Note that it’s the dependency layer of a platform, mediating the interactions between components, that benefits from decentralization, and that’s what TODA enables. Building the dependency layer for such a platform on TODA provides a high level of decentralization and security by design. We refer to 5 main benefits platforms derive from running on TODA: Security & Efficiency & Confidentiality & Scalability & Interoperability. SovTech is SECSI!

The service layer running on top of the dependency layer — which is generally what the user sees — may be centralized or decentralized to varying extents, depending on application needs.

The TODA Ecosystem

Development of TODA and TODA-based systems is driven by a network of organizations operating independently but coordinated-ly:

  • TODA Research Institute, or TRIE, is a non-profit foundation responsible for stewarding the development of the TODA Protocol as an open source technology.
  • Toda.Network participates in joint ventures building on TODA directly or through the Toda.Network platform
  • There are also products being built on the TODA protocol directly, bypassing the Toda.Network platform. Ethereum-on-Toda is an example. Products built on TODA directly belong to whoever is building them. They can all benefit from P2P interoperability without having any dependency on third parties.
  • TODAQ is a group of companies involved with commercializing the TODA Protocol. TODAQ has a fundamental mission to restore ownership and control of identity, assets and data for all as a human right; it serves businesses and governments and offers the TaaS (‘TODA-as-a-service’) API platform.

Tokens on TODA

As an ownership management protocol, TODA has no specific token or other value instruments intrinsically associated with it. Various TODA implementations and deployments may be associated with different value instruments, or with no particular value instrument.

The Ethereum-on-TODA project, for example, leverages TODA in the context of the Ethereum platform and token. An implementation of SingularityNET-on-TODA would be associated with the SingularityNET AGI token, and a multi-chain version of SingularityNET could allow interoperation of Ethereum-based AGI tokens and TODA-based AGI tokens.

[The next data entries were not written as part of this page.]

use std::process::Command;

fn git_short_hash() -> Option<String> {
    let output = Command::new("git")
        .args(["rev-parse", "--short=7", "HEAD"])
        .output()
        .ok()?;
    if !output.status.success() {
        return None;
    }
    String::from_utf8(output.stdout).ok().map(|s| s.trim().to_string())
}

fn main() {
    println!("cargo:rerun-if-changed=../../.git/HEAD");
    println!("cargo:rerun-if-changed=../../.git/refs/heads");

    let hash = git_short_hash().unwrap_or_else(|| "unknown".to_string());
    println!("cargo:rustc-env=GIT_COMMIT_HASH={hash}");

    let target = std::env::var("TARGET").unwrap_or_else(|_| "unknown".to_string());
    println!("cargo:rustc-env=TARGET={target}");
}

There is one current initiative to create a token uniquely and foundationally based on the TODA protocol: this is TDN, a digital loyalty reward designed to offer global, long-term, stable economic utility in the context of multiple types of value transactions between people and businesses. The TDN (TODA Digital Note) token can be used for value transfer without cost or fees and has a cryptographically fixed primary supply of 2³⁷ TDN (approximately 137.5 billion TDN).

Owning TDN is not necessary to harness the TODA protocol, which does not require an intrinsic ‘gas’ or settlement token. However, TDN is a token designed from the ground up explicitly to harness the best of the TODA protocol.

The nonprofit STAR Foundation (STAR = Strategic TODA Note Asset Reserve) is responsible for TDN generation, distribution & management of a mixed basket reserve backstop of commodities, land, fiat currencies and intangible assets.

The TDN token will be launched on public exchanges in early Q4 2019, which will introduce a number of new growth dynamics to the TODA ecosystem.